PROBLEM STATEMENT: When you reach the line containing "metadata, and settings" in the entries below, start writing out each line exactly, and stop after the line containing "- Structured error types".

[Collected data]

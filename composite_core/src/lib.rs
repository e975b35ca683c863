//! # composite_core - Composite Beam Design Engine
//!
//! `composite_core` checks simply-supported composite steel-concrete floor
//! beams to AISC 360-16 LRFD: flexural strength with partial composite
//! action, web shear, and short/long-term deflection of the transformed
//! section. All inputs and outputs are JSON-serializable, and every result
//! carries a derivation trail of substituted formulas.
//!
//! ## Design Philosophy
//!
//! - **Stateless**: Pure functions that take input and return results
//! - **JSON-First**: All types implement Serialize/Deserialize
//! - **Rich Errors**: Structured error types, not just strings
//! - **Deterministic**: The same input always gives bit-identical output
//!
//! ## Quick Start
//!
//! ```rust
//! use composite_core::calculations::{calculate, DesignInput};
//! use composite_core::materials::builtin_common_shapes;
//!
//! let shapes = builtin_common_shapes();
//! let input = DesignInput::typical_floor_beam()
//!     .with_section(shapes.lookup("W21X44").unwrap().clone());
//!
//! let result = calculate(&input).unwrap();
//! for line in result.summary_lines() {
//!     println!("{}", line);
//! }
//! ```
//!
//! ## Modules
//!
//! - [`calculations`] - Design input and the staged composite beam check
//! - [`equations`] - Formulas and their code references
//! - [`derivation`] - Step-by-step calculation records
//! - [`loads`] - Load types and LRFD/service combinations
//! - [`materials`] - Steel sections, section table, concrete
//! - [`project`] - Project container, metadata, and settings
//! - [`file_io`] - Atomic project saves and version-checked loads
//! - [`units`] - Type-safe unit wrappers
//! - [`errors`] - Structured error types
//! - [`logging`] - `tracing` subscriber setup for hosts

pub mod calculations;
pub mod derivation;
pub mod equations;
pub mod errors;
pub mod file_io;
pub mod loads;
pub mod logging;
pub mod materials;
pub mod project;
pub mod units;

// Re-export commonly used types at crate root for convenience
pub use calculations::{calculate, calculate_with, CompositeBeamResult, DesignInput, DesignSettings};
pub use errors::{CalcError, CalcResult};
pub use file_io::{load_project, save_project};
pub use materials::{SectionCatalog, SteelShape};
pub use project::{GlobalSettings, Project, ProjectMetadata};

TASK RESPONSE:
//! - [`project`] - Project container, metadata, and settings
//! - [`file_io`] - Atomic project saves and version-checked loads
//! - [`units`] - Type-safe unit wrappers
//! - [`errors`] - Structured error types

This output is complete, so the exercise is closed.